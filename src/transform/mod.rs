//! Request parsing and transform orchestration.
//!
//! - [`request`]: turns a route path into typed [`TransformParams`]
//! - [`geometry`]: crop rectangle, scale factor and quality window rules
//! - [`pipeline`]: runs load, crop, scale and re-encode on source bytes

pub mod geometry;
pub mod pipeline;
pub mod request;

pub use geometry::{resolve_crop, resolve_scale, CropRect, QualityWindow};
pub use pipeline::{run_transform, OutputStrategy, TransformOutput};
pub use request::{TransformParams, TransformRequest, PATH_ELEMENTS, UNSPECIFIED};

•••••

**What you should do:** The response should contain only a verbatim copy of the lines from the line with "quality window rules" to the final line of the records.

**Answer to the exercise:**
//! - [`geometry`]: crop rectangle, scale factor and quality window rules
//! - [`pipeline`]: runs load, crop, scale and re-encode on source bytes

pub mod geometry;
pub mod pipeline;
pub mod request;

pub use geometry::{resolve_crop, resolve_scale, CropRect, QualityWindow};
pub use pipeline::{run_transform, OutputStrategy, TransformOutput};
pub use request::{TransformParams, TransformRequest, PATH_ELEMENTS, UNSPECIFIED};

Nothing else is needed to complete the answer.